-------- Provided data --------

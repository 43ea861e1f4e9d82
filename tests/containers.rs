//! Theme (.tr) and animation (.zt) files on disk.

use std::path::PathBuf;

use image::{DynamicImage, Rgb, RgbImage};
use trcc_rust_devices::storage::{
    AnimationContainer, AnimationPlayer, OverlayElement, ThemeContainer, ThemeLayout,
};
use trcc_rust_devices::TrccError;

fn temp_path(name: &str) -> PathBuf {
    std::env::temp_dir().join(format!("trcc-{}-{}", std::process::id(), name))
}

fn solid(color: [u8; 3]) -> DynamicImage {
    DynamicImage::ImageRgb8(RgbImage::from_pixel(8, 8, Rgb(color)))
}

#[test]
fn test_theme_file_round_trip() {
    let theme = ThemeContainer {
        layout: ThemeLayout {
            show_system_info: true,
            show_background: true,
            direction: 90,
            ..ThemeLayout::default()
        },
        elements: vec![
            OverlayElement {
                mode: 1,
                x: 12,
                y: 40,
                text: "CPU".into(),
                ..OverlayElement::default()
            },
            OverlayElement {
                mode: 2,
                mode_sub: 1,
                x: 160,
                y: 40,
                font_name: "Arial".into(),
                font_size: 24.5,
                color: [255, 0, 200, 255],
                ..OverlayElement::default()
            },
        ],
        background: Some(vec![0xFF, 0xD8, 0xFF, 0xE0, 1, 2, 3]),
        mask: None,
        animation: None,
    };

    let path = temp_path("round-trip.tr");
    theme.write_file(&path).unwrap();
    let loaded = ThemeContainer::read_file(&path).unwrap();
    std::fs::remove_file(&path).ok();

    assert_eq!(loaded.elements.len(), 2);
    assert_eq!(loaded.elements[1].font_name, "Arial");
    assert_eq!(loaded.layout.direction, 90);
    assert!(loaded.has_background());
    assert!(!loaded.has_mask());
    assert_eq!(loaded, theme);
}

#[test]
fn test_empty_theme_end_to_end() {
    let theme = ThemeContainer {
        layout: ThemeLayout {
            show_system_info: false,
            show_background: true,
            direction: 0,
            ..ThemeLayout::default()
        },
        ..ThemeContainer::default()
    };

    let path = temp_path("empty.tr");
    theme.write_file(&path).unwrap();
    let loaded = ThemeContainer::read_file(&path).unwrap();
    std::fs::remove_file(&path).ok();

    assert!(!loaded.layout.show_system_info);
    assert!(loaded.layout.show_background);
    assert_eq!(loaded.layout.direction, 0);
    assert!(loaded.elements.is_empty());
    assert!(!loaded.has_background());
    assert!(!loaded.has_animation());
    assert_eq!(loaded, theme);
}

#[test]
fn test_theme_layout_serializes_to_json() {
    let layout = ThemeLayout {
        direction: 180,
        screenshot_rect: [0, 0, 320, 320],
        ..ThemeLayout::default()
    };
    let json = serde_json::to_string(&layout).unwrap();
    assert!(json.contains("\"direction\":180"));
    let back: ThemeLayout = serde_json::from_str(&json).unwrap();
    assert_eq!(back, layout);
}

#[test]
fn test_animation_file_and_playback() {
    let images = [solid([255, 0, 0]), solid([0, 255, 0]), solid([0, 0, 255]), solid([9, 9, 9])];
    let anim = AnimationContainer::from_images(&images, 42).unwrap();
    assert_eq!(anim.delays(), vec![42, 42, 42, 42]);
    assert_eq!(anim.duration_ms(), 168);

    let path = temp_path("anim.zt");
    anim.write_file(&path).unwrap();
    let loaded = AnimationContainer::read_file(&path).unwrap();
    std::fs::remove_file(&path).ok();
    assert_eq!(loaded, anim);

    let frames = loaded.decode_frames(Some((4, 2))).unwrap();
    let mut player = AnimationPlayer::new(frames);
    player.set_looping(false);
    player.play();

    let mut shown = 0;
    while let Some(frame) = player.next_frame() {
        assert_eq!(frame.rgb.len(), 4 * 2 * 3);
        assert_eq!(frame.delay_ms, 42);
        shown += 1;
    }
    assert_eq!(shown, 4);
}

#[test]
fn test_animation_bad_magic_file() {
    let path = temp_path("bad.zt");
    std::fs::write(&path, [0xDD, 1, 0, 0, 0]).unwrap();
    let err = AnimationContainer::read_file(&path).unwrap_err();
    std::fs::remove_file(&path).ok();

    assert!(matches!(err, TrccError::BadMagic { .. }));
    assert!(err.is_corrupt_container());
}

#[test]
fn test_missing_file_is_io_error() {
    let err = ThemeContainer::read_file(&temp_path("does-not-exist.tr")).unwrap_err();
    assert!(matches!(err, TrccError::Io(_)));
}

--------
-------- Provided data --------

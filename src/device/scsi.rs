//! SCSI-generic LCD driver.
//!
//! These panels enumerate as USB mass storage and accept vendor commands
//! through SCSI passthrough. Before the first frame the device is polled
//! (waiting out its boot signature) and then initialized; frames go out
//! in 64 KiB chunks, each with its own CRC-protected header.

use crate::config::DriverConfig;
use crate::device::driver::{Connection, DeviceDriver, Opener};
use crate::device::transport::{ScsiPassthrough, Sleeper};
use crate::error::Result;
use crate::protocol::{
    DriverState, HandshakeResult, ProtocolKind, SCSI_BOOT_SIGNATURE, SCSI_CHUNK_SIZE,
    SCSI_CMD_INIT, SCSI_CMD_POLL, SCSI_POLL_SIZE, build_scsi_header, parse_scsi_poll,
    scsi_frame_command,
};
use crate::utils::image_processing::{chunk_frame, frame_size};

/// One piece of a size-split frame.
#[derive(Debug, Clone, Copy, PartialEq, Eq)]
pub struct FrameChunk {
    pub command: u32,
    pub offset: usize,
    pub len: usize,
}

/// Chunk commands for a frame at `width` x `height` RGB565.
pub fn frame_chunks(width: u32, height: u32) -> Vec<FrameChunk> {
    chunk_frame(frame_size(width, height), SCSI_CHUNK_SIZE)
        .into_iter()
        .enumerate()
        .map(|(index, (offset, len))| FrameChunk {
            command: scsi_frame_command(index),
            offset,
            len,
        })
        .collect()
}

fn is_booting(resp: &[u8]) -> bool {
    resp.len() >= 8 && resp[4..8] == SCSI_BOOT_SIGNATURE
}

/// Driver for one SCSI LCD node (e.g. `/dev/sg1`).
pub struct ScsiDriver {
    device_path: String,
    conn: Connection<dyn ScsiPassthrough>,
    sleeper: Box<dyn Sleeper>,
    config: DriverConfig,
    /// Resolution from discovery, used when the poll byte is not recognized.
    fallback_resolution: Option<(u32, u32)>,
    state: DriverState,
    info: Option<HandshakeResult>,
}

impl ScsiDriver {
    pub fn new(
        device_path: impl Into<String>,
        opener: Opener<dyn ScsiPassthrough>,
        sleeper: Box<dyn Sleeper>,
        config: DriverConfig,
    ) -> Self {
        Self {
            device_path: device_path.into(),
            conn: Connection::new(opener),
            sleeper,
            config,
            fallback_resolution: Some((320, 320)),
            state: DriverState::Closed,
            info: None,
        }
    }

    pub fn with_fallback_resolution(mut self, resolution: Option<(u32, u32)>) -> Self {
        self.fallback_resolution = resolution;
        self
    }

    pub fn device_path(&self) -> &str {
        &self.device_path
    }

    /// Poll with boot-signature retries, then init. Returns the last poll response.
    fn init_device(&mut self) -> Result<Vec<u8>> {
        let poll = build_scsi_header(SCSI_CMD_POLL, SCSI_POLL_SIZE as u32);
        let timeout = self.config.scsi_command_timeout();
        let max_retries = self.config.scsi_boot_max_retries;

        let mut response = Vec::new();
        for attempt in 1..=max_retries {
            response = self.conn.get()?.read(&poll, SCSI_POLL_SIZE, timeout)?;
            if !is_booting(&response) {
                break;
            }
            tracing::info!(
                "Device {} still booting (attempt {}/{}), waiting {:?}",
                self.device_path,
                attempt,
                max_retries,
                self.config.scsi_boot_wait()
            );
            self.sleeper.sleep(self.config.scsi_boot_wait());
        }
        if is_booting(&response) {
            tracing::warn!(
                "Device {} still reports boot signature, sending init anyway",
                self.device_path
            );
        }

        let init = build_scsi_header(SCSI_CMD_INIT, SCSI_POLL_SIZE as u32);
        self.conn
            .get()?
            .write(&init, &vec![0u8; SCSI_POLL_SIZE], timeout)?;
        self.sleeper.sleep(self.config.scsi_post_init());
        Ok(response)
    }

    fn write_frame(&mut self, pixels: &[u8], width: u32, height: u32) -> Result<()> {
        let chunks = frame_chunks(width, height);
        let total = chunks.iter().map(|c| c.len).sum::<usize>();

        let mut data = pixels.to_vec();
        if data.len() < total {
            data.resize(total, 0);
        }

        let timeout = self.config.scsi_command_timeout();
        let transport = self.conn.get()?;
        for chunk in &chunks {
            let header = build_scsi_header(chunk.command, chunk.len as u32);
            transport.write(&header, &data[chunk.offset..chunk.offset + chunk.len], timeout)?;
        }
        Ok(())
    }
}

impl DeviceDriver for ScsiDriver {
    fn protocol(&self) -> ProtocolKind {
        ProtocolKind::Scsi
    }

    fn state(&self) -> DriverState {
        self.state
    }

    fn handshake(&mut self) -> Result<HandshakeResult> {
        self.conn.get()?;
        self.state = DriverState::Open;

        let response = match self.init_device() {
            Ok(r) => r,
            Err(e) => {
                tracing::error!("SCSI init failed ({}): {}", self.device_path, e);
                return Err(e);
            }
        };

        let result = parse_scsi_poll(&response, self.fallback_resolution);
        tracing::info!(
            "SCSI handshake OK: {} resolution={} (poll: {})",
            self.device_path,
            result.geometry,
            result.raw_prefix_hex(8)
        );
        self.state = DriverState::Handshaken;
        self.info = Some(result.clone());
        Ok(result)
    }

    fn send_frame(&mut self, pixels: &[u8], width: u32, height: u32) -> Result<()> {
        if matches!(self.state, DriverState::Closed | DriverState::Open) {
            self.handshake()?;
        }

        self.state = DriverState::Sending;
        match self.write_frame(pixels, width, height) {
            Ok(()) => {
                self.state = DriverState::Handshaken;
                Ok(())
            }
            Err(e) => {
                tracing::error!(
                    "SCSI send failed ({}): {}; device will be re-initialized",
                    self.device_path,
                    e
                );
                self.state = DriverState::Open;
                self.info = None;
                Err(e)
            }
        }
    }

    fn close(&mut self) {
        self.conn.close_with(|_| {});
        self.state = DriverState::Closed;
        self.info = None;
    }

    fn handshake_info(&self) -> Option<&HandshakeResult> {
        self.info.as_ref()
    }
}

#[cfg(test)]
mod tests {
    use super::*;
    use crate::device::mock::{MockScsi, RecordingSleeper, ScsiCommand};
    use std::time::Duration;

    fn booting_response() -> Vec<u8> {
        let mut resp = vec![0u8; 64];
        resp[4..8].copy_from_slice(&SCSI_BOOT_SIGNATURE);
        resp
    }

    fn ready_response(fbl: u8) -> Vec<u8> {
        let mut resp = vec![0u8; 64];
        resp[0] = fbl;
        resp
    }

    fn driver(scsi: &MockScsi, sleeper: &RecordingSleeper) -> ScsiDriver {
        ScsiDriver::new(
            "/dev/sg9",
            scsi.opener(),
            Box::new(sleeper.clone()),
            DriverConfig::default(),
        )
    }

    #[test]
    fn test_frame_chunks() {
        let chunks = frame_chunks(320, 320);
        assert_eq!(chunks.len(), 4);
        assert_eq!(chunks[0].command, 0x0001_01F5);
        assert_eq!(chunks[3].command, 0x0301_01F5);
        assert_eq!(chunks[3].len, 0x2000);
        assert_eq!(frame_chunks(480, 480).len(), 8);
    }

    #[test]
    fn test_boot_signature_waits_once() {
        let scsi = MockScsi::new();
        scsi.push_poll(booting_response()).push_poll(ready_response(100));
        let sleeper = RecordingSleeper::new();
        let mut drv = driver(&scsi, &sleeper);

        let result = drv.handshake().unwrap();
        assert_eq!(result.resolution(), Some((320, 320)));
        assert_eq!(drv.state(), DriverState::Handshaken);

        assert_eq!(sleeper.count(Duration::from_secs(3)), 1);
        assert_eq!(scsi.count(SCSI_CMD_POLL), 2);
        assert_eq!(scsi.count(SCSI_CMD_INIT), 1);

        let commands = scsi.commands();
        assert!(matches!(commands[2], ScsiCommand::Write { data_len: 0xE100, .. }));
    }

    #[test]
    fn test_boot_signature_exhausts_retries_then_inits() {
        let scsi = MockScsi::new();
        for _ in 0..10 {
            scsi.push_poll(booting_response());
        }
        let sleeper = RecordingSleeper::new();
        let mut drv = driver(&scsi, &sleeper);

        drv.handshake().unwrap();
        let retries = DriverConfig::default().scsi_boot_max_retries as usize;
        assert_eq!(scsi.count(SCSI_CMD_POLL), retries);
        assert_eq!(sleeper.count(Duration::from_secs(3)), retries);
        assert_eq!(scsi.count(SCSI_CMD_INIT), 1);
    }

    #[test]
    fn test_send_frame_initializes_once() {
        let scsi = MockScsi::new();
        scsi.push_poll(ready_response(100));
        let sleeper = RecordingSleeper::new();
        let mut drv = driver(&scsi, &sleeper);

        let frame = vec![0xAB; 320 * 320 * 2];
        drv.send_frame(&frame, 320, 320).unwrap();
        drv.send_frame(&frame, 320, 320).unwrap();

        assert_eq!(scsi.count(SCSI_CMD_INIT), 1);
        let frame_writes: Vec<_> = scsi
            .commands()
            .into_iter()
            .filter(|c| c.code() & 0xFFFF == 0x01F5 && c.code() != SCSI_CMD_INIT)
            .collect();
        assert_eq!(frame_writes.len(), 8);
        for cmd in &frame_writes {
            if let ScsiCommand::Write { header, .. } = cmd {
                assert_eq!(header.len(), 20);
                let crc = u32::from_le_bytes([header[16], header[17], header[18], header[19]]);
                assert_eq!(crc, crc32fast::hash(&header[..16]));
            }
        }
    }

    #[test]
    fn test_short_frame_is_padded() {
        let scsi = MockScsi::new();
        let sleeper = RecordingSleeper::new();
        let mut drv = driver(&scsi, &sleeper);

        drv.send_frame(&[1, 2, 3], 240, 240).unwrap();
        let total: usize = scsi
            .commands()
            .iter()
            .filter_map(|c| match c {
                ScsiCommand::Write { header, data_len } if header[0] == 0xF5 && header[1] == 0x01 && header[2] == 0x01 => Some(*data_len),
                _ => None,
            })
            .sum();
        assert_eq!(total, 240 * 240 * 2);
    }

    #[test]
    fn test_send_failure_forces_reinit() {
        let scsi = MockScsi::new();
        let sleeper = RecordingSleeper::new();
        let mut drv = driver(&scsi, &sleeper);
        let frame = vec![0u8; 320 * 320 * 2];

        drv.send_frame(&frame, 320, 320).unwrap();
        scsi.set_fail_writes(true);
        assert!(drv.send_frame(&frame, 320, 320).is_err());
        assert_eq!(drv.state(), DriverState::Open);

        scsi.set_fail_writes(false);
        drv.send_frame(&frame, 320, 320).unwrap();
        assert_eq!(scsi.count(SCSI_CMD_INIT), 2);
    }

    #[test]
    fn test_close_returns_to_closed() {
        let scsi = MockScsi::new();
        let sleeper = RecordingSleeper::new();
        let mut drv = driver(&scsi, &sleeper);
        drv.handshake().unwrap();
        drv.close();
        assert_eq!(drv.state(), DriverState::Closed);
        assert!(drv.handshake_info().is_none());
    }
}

--------

What you need to do
Among the lines above, find those containing the word "direction" and copy each.

Response to the task
            direction: 90,
    assert_eq!(loaded.layout.direction, 90);
            direction: 0,
    assert_eq!(loaded.layout.direction, 0);
        direction: 180,
    assert!(json.contains("\"direction\":180"));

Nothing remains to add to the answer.